Mindful Running with Yin Yoga - new online workshop
Running with Embodied Awareness
Sunday 10 May 2020
13:00-17:00 UTC +01
Running with Embodied Awareness
Have you ever noticed those times when you've been running and your experience was totally in your head? It's as if you've disconnected from your body and find yourself running on autopilot.
Fortunately help is at hand with our new online workshop which investigates the qualities of running with embodied awareness, inviting us to come home again to the body.
Whether you are an experienced runner or just starting out, RUN:ZEN’s mindful running and yin yoga workshops introduce mindfulness skills that can help you to:
> run with more enjoyment and awareness
> develop greater agility and strength
> prevent injury through learning good running form
> find greater all-round well-being
This online workshop introduces the essential building blocks of mindful running. Our main focus will be to explore how we can develop greater embodied awareness as our focus when running.
The workshop also introduces the key mindfulness concept of the Doing and Being modes of mind.
Establishing a mindful running foundation and focus
To run with mindfulness requires that we establish and maintain a foundation based on good posture, relaxation and body awareness, which has the added benefit of injury prevention. The first part of the workshop supports our understanding of the mindful running foundation through the introduction of guided mindfulness meditations in stillness and gentle movement.
Participants will then be given guidance for a self-led run, including how to apply a specific focus for mindful running, before rejoining the online session.
Deepening our mindful running experience through Yin Yoga
The workshop will conclude with guided Yin Yoga practice which balances the 'Yang' activity of running. In a Yin Yoga practice each posture is held for between 3-5 minutes. This allows the major muscle groups to relax thus placing a positive stress on the deeper connective tissues (joints, ligaments and tendons) and allows us to be with ourselves experiencing different emotions, body sensations and noticing what arises enabling an inner resilience. As we learn to combine a Yin Yoga practice with running, we understand the physiological changes and internal states that can compliment our running.
Connecting to the workshop
The workshop will be hosted on Zoom. To register, please complete the registration form. Nearer the time we will send you a link to the meeting.
We recognise that many people are experiencing financial challenges right now so we suggest a donation of £20, £30 or £40. However, we would like everyone to benefit from the support they need without having any concerns about finances.
Workshop content and timetable
The individual practices range from 5 to 40 minutes and anything in between, allowing elements to be delivered in a balanced, integrated and bite-sized way, suitable for beginners and existing practitioners alike.
The workshop includes:
- guided mindfulness meditations in stillness and gentle movement
- 30 minute mindful run
- 40 minute Yin Yoga practice
- small group discussion for those who would like to share their experience
How fit do I need to be?
For our online events, all levels of running ability can be supported. The run practice will last up to 30 minutes. Running with walking would be fine too.

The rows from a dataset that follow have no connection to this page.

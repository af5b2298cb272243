//! Multi-model identity matching with per-model thresholds and vote fusion.
//!
//! For each detected face, every active model embeds the crop, finds its
//! nearest known identity, and votes for it if the similarity clears that
//! model's threshold. The identity with the most votes wins; ties go to the
//! higher summed similarity. Reported confidence is the mean similarity over
//! the winning identity's voters.

use crate::recognizer;
use crate::registry::ModelRegistry;
use crate::types::{DetectedFace, Embedding, MatchResult};
use image::RgbImage;
use std::collections::HashMap;

/// Known (identity, embedding) pairs grouped by model name, rebuilt per matching pass.
#[derive(Debug, Default, Clone)]
pub struct KnownFaceIndex {
    by_model: HashMap<String, Vec<(String, Embedding)>>,
}

impl KnownFaceIndex {
    pub fn new() -> Self {
        Self::default()
    }

    pub fn insert(&mut self, model: &str, identity: impl Into<String>, embedding: Embedding) {
        self.by_model
            .entry(model.to_string())
            .or_default()
            .push((identity.into(), embedding));
    }

    /// Known faces for `model`, in insertion order.
    pub fn candidates(&self, model: &str) -> &[(String, Embedding)] {
        self.by_model.get(model).map(Vec::as_slice).unwrap_or(&[])
    }

    pub fn len(&self) -> usize {
        self.by_model.values().map(Vec::len).sum()
    }

    pub fn is_empty(&self) -> bool {
        self.len() == 0
    }
}

/// Nearest known identity under one model.
#[derive(Debug, Clone, PartialEq)]
pub struct Candidate {
    pub identity: String,
    pub similarity: f32,
}

/// Find the known face with the lowest cosine distance to `probe`.
///
/// The first of several equally distant faces wins. Entries whose dimension
/// differs from the probe are skipped.
pub fn nearest(probe: &Embedding, known: &[(String, Embedding)]) -> Option<Candidate> {
    let mut best: Option<(usize, f32)> = None;

    for (i, (identity, embedding)) in known.iter().enumerate() {
        if embedding.dim() != probe.dim() {
            tracing::debug!(identity, stored = embedding.dim(), probe = probe.dim(), "skipping embedding with mismatched dimension");
            continue;
        }
        let distance = probe.cosine_distance(embedding);
        if best.map_or(true, |(_, d)| distance < d) {
            best = Some((i, distance));
        }
    }

    best.map(|(i, distance)| Candidate {
        identity: known[i].0.clone(),
        similarity: 1.0 - distance,
    })
}

/// Votes gathered by one identity for one face.
#[derive(Debug, Clone, Default, PartialEq)]
pub struct MatchVote {
    pub count: u32,
    pub confidence_sum: f32,
    pub models: Vec<String>,
}

impl MatchVote {
    pub fn mean_confidence(&self) -> f32 {
        if self.count == 0 {
            0.0
        } else {
            self.confidence_sum / self.count as f32
        }
    }
}

/// Votes for one face, in the order identities first received a vote.
#[derive(Debug, Clone, Default)]
pub struct VoteTally {
    votes: Vec<(String, MatchVote)>,
}

impl VoteTally {
    pub fn new() -> Self {
        Self::default()
    }

    pub fn cast(&mut self, identity: &str, model: &str, similarity: f32) {
        let idx = match self.votes.iter().position(|(name, _)| name == identity) {
            Some(idx) => idx,
            None => {
                self.votes.push((identity.to_string(), MatchVote::default()));
                self.votes.len() - 1
            }
        };
        let vote = &mut self.votes[idx].1;
        vote.count += 1;
        vote.confidence_sum += similarity;
        vote.models.push(model.to_string());
    }

    /// Record `candidate` as `model`'s vote if it strictly clears `threshold`.
    pub fn consider(&mut self, model: &str, threshold: f32, candidate: &Candidate) -> bool {
        if candidate.similarity > threshold {
            self.cast(&candidate.identity, model, candidate.similarity);
            true
        } else {
            false
        }
    }

    pub fn is_empty(&self) -> bool {
        self.votes.is_empty()
    }

    /// Identity with the greatest (vote count, summed confidence).
    ///
    /// On an exact tie the identity that was voted for first wins.
    pub fn winner(&self) -> Option<(&str, &MatchVote)> {
        let mut best: Option<&(String, MatchVote)> = None;
        for entry in &self.votes {
            let better = match best {
                None => true,
                Some((_, b)) => {
                    let v = &entry.1;
                    v.count > b.count || (v.count == b.count && v.confidence_sum > b.confidence_sum)
                }
            };
            if better {
                best = Some(entry);
            }
        }
        best.map(|(name, vote)| (name.as_str(), vote))
    }
}

/// Score one detected face against the known index under every active model.
pub fn score_face(registry: &mut ModelRegistry, face: &DetectedFace, known: &KnownFaceIndex) -> MatchResult {
    let mut tally = VoteTally::new();

    for config in registry.active_models_mut() {
        let name = config.name.clone();
        let threshold = config.threshold;
        let Some(model) = config.handle_mut() else {
            continue;
        };
        let Some(embedding) = recognizer::extract(model, &name, &face.crop) else {
            continue;
        };
        let Some(candidate) = nearest(&embedding, known.candidates(&name)) else {
            continue;
        };
        let voted = tally.consider(&name, threshold, &candidate);
        tracing::debug!(
            face = %face.id,
            model = %name,
            candidate = %candidate.identity,
            similarity = candidate.similarity,
            threshold,
            voted,
            "model opinion"
        );
    }

    let (identity, confidence, models) = match tally.winner() {
        Some((identity, vote)) => (Some(identity.to_string()), vote.mean_confidence(), vote.models.clone()),
        None => (None, 0.0, Vec::new()),
    };

    MatchResult {
        identity,
        confidence,
        face_id: face.id.clone(),
        area: face.area,
        models,
        detection_confidence: face.confidence,
    }
}

/// Detect every face in `image` and identify each one, in detection order.
pub fn match_faces(registry: &mut ModelRegistry, image: &RgbImage, known: &KnownFaceIndex) -> Vec<MatchResult> {
    let faces = registry.detector_mut().detect(image);
    faces
        .iter()
        .map(|face| score_face(registry, face, known))
        .collect()
}

/// Embed `face` under every active model, skipping models that fail.
pub fn embed_face(registry: &mut ModelRegistry, face: &DetectedFace) -> Vec<(String, Embedding)> {
    registry
        .active_models_mut()
        .filter_map(|config| {
            let name = config.name.clone();
            let model = config.handle_mut()?;
            recognizer::extract(model, &name, &face.crop).map(|e| (name, e))
        })
        .collect()
}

No prior experience of meditation is required.
Participants will receive a follow up email with supporting materials and will be invited to participate in RUN:ZEN's free community runs throughout the year.
PLEASE NOTE: It is very important that everyone participating in the workshop follows their Government's current guidelines on physical distancing during the running element of this workshop.
Past participant feedback
"Great experience and well-designed content, delivered in a thoughtful and sensitive way.”
"If you like yoga; like running; understand the benefits of mindfulness; try combining the three."
“Restored a sense of joy to my running. Feel now I can just run for the joy of it and not be constantly beating myself up for not performing or doing as well as I think I should be.”